Это в полной мере относится и к Лютеру. Он привык доверять доводам рассудка, и как раз его рационализм и был «нормальной», если можно так выразиться, составляющей его личности. Патологическая же составляющая целиком принадлежала области чувств, самым сильным из которых было чувство страха. Он, конечно, отдавал себе отчет в том, что с ним что-то не так, и, возможно, надеялся, что с помощью своей «светлой» стороны справится и с «темной». Иными словами, трезвый рассудок должен был сослужить службу мятущимся чувствам. Именно этим способом и решал Лютер свою личную проблему. В самом деле, не будь он прирожденным интеллектуалом, он бы просто погиб, убитый собственными страхами. Но он спорил с собой и в конце концов сумел убедить сам себя, что бояться нечего. Иррациональное чувство страха нашептывало ему: «Ты погиб...» Но разум, подобно мощному лучу, врывался в бездонную гущу мрака и восклицал: «Ты спасен!» И, преодолевая внутренний ужас, он верил разуму.

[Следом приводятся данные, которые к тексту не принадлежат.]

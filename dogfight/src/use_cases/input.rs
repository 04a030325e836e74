// Input routing: one raw key in, one key press per seated player out.

use std::collections::HashMap;

use crate::domain::{Action, Key, KeyPress, PlayerId};

/// Keymap for one player.
#[derive(Debug, Clone, PartialEq, Eq)]
pub struct Yoke {
    pub player_id: PlayerId,
    bindings: HashMap<Key, Action>,
}

impl Yoke {
    pub fn new(player_id: PlayerId, bindings: impl IntoIterator<Item = (Key, Action)>) -> Self {
        Self {
            player_id,
            bindings: bindings.into_iter().collect(),
        }
    }

    /// Arrow keys with inverted pitch (down climbs, like a control column)
    /// and space to fire.
    pub fn player_one(player_id: PlayerId) -> Self {
        Self::new(
            player_id,
            [
                (Key::Down, Action::Up),
                (Key::Up, Action::Down),
                (Key::Space, Action::Shoot),
            ],
        )
    }

    pub fn player_two(player_id: PlayerId) -> Self {
        Self::new(
            player_id,
            [
                (Key::Char('w'), Action::Up),
                (Key::Char('s'), Action::Down),
                (Key::Char('d'), Action::Shoot),
            ],
        )
    }

    pub fn action_for(&self, key: Key) -> Option<Action> {
        self.bindings.get(&key).copied()
    }
}

/// Maps `key` through every yoke. Players whose yoke does not bind the key
/// still get an idle press, so the result always has one entry per yoke.
pub fn route_key(key: Option<Key>, yokes: &[Yoke]) -> Vec<KeyPress> {
    yokes
        .iter()
        .map(|yoke| KeyPress::new(yoke.player_id, key.and_then(|k| yoke.action_for(k))))
        .collect()
}

/// Both seats at one keyboard.
pub fn local_yokes() -> Vec<Yoke> {
    vec![Yoke::player_one(1), Yoke::player_two(2)]
}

Поэтому антиинтеллектуализм Лютера следует понимать в том смысле, какой имел в виду Ларошфуко, утверждая, что «сердце дурачит разум». Речь в данном случае, разумеется, не идет о людях, которые вообще живут исключительно чувством, никогда не задумываясь о причинах своих сердечных побуждений, и слепо следуют им, не задаваясь вопросами и не испытывая потребности в самооправдании. Если сердце действительно дурачит разум, то лишь потому, что разум постоянно пытается «продать» сердцу свои таланты. И чем сложнее устроено сердце, тем значительнее должны быть таланты, как в случае Лютера. Он, конечно, был схоластом, но схоластом поневоле и вопреки себе, впадавшим в ярость при одной мысли о схоластике. Его приверженность к ней носила не исторический и не теоретический характер (он отнюдь не разделял взгляды тех великих богословов-схоластов «золотого века», которые дали впоследствии название целой школе), его схоластика оставалась методологической. Он мастерски жонглировал тезисами, аргументами и логическими конструкциями. Именно поэтому учение схоластов и приводило его в такую ярость — он чувствовал, что слишком похож на них.

Героическое самоутверждение Лютера в качестве рационалиста, отрицающего превосходство разума в пользу благодати, то есть пытающегося самую благодать сделать элементом рациональной системы, ни в малейшей степени не повлияло на эмоциональную составляющую его психики: богатство личности как раз и заключается в сочетании способностей мыслить и чувствовать, умение же гармонизировать это сочетание говорит о душевном равновесии. В этом плане важным, но далеко не достаточным источником душевного покоя служило Лютеру искусство. Еще в Эрфурте, студентом, он искал утешения в игре на лютне. Однако длилось это утешение недолго — ровно столько, сколько звучала музыка. Позже, как свидетельствует Рацебергер, «в минуты гнева и искушения, в миг печали музыка приносила ему огромное облегчение». В 1530 году Лютер писал Вильгельму Баварскому, что музыка избавила его «от больших неприятностей». Но стать для него точкой опоры искусство не могло в силу своей мимолетности. Иное дело мысль — мысль продолжительна и долговечна; если и стоит на что-то надеяться, так именно на мысль.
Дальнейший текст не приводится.